** Data to process follows **

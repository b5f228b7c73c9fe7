//! Configuration Types

use serde::{Deserialize, Serialize};
use std::net::SocketAddr;
use std::path::PathBuf;
use std::time::Duration;

use crate::transport::codec::DEFAULT_MAX_FRAME_SIZE;
use crate::transport::{TcpOptions, DEFAULT_STATUS_TTL};

/// Main configuration structure
#[derive(Debug, Clone, Default, Deserialize, Serialize)]
#[serde(default)]
pub struct Config {
    pub relay: RelayConfig,
    pub credentials: CredentialsConfig,
    pub logging: LoggingConfig,
}

/// Listener and upstream settings
#[derive(Debug, Clone, Deserialize, Serialize)]
#[serde(default)]
pub struct RelayConfig {
    pub bind_addr: SocketAddr,
    pub upstream_host: String,
    pub upstream_port: u16,
    #[serde(with = "humantime_serde")]
    pub dial_timeout: Duration,
    #[serde(with = "humantime_serde")]
    pub login_timeout: Duration,
    pub max_frame_size: usize,
    pub chunk_radius: i32,
    /// How long an upstream status answer is reused; zero queries every time
    #[serde(with = "humantime_serde")]
    pub status_ttl: Duration,
}

/// Credential cache settings
#[derive(Debug, Clone, Deserialize, Serialize)]
#[serde(default)]
pub struct CredentialsConfig {
    pub token_file: PathBuf,
    #[serde(with = "humantime_serde")]
    pub token_lifetime: Duration,
}

/// Logging settings
#[derive(Debug, Clone, Deserialize, Serialize)]
#[serde(default)]
pub struct LoggingConfig {
    pub level: String,
    pub log_packets: bool,
}

impl RelayConfig {
    /// `host:port` of the upstream server
    pub fn upstream_addr(&self) -> String {
        format!("{}:{}", self.upstream_host, self.upstream_port)
    }

    /// Transport options derived from this section
    pub fn tcp_options(&self) -> TcpOptions {
        TcpOptions {
            max_frame_size: self.max_frame_size,
            login_timeout: self.login_timeout,
            dial_timeout: self.dial_timeout,
            chunk_radius: self.chunk_radius,
        }
    }
}

impl Default for RelayConfig {
    fn default() -> Self {
        Self {
            bind_addr: SocketAddr::from(([0, 0, 0, 0], 19132)),
            upstream_host: "127.0.0.1".to_string(),
            upstream_port: 19134,
            dial_timeout: Duration::from_secs(10),
            login_timeout: Duration::from_secs(10),
            max_frame_size: DEFAULT_MAX_FRAME_SIZE,
            chunk_radius: 16,
            status_ttl: DEFAULT_STATUS_TTL,
        }
    }
}

impl Default for CredentialsConfig {
    fn default() -> Self {
        Self {
            token_file: PathBuf::from("token.tok"),
            token_lifetime: Duration::from_secs(24 * 60 * 60),
        }
    }
}

impl Default for LoggingConfig {
    fn default() -> Self {
        Self {
            level: "info".to_string(),
            log_packets: true,
        }
    }
}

** End of Data to process **

### Work item
Report back each line of the entries that holds the string "RelayConfig".

### Answer section
    pub relay: RelayConfig,
pub struct RelayConfig {
impl RelayConfig {
impl Default for RelayConfig {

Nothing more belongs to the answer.